A Venetian doctor, Salamon, in 1649, anticipated biological warfare by concocting a plague-quintessence for use in the Turkish war. It was to be sown in the enemy's camps through the medium of cloth goods of the type the Turks liked to buy -- Albanian fez, for instance. "The proposition is a virtuous one," wrote the Venetian provveditore in Zara to the Inquisitors of State. "It is however... unusual and perhaps not admitted by public morality. But... in the case of the Turks, enemies by faith, treacherous by nature, who have always betrayed your excellencies, in my humble opinion the ordinary considerations have no weight." The Ten were interested in the proposition and, to make sure of a monopoly on the doctor and his jar of plague-quintessence, they put both of them in jail. In the event, as it seems, the invention may not have been used, possibly because the germs had gone stale -- a criticism leveled at the contents of the poison-cupboard in the Doge's Palace when it was checked in the eighteenth century. The Ten were always ready to listen to any ingenious person with a sure-fire scheme, to a murderer who offered to kill the king of Spain for 150 ducats, exclusive of traveling expenses, to a forger who guaranteed that he could forge in all languages....
The altane or roof terraces, now chiefly used for hanging out laundry, were a Venetian invention in the field of beauty. The Venetian ladies used to steep their hair in a chemical solution, and sit out on their altane, constructed for the purpose, in open-crowned hats, with the hair pulled through and spread out on the brim to bleach in the sun. Hence the golden tresses of Venetian painting. A little of that bleach seems to linger in the Venetian water-supply, for though the Venetians today are not, on the whole, blond, they are not brunette either, but dark with blond highlights. They have kept the fair skin too that the wide-brimmed hat shielded.
The Venetians first developed the glass mirror commercially in the Murano glass works.

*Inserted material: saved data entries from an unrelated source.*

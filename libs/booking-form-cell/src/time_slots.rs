use chrono::{Days, NaiveDate};
use serde::Serialize;
use std::fmt;

pub const SLOT_MINUTES: u32 = 15;
pub const BOOKING_WINDOW_DAYS: u64 = 7;

#[derive(Debug, Clone, Copy, PartialEq, Eq, Serialize)]
pub enum DayPeriod {
    Morning,
    Afternoon,
    Evening,
}

impl DayPeriod {
    pub const ALL: [DayPeriod; 3] = [DayPeriod::Morning, DayPeriod::Afternoon, DayPeriod::Evening];

    /// Half-open hour range `[start, end)`.
    fn hours(self) -> (u32, u32) {
        match self {
            DayPeriod::Morning => (9, 12),
            DayPeriod::Afternoon => (12, 16),
            DayPeriod::Evening => (16, 22),
        }
    }

    pub fn slots(self) -> Vec<String> {
        let (start, end) = self.hours();

        (start * 60..end * 60)
            .step_by(SLOT_MINUTES as usize)
            .map(|minutes| format!("{:02}:{:02}", minutes / 60, minutes % 60))
            .collect()
    }

    pub fn contains(self, time: &str) -> bool {
        self.slots().iter().any(|slot| slot == time)
    }
}

impl fmt::Display for DayPeriod {
    fn fmt(&self, f: &mut fmt::Formatter<'_>) -> fmt::Result {
        match self {
            DayPeriod::Morning => write!(f, "Morning"),
            DayPeriod::Afternoon => write!(f, "Afternoon"),
            DayPeriod::Evening => write!(f, "Evening"),
        }
    }
}

pub fn all_time_slots() -> Vec<String> {
    DayPeriod::ALL.iter().flat_map(|period| period.slots()).collect()
}

pub fn is_offered_time(time: &str) -> bool {
    DayPeriod::ALL.iter().any(|period| period.contains(time))
}

/// Today and the following six days.
pub fn available_dates(today: NaiveDate) -> Vec<NaiveDate> {
    (0..BOOKING_WINDOW_DAYS)
        .filter_map(|offset| today.checked_add_days(Days::new(offset)))
        .collect()
}

/// "Fri, Jan 10"
pub fn format_date_label(date: NaiveDate) -> String {
    date.format("%a, %b %-d").to_string()
}

#[cfg(test)]
mod tests {
    use super::*;

    #[test]
    fn test_period_grids() {
        let morning = DayPeriod::Morning.slots();
        assert_eq!(morning.len(), 12);
        assert_eq!(morning.first().map(String::as_str), Some("09:00"));
        assert_eq!(morning.last().map(String::as_str), Some("11:45"));

        let afternoon = DayPeriod::Afternoon.slots();
        assert_eq!(afternoon.len(), 16);
        assert_eq!(afternoon.last().map(String::as_str), Some("15:45"));

        let evening = DayPeriod::Evening.slots();
        assert_eq!(evening.len(), 24);
        assert_eq!(evening.first().map(String::as_str), Some("16:00"));
        assert_eq!(evening.last().map(String::as_str), Some("21:45"));

        assert_eq!(all_time_slots().len(), 52);
    }

    #[test]
    fn test_offered_times() {
        assert!(is_offered_time("12:30"));
        assert!(!is_offered_time("22:00"));
        assert!(!is_offered_time("10:10"));
        assert!(!is_offered_time("9:00"));
    }

    #[test]
    fn test_booking_window() {
        let today = NaiveDate::from_ymd_opt(2024, 12, 28).unwrap();
        let dates = available_dates(today);

        assert_eq!(dates.len(), 7);
        assert_eq!(dates[0], today);
        assert_eq!(dates[6], NaiveDate::from_ymd_opt(2025, 1, 3).unwrap());
        assert_eq!(format_date_label(dates[6]), "Fri, Jan 3");
    }
}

They held a monopoly of the art for over a century during the Renaissance. Any mirrormaker who took his art into a foreign state could have his nearest relations imprisoned, and Venetian agents were commissioned to kill him on sight. As late as the seventeenth century, Colbert, Louis XIV's minister, used poison and women to keep certain Venetian mirror-makers in France, and on his death a Venetian mirror, measuring 42 by 26 inches, was found among his effects and inventoried at nearly three times the price of a Raphael.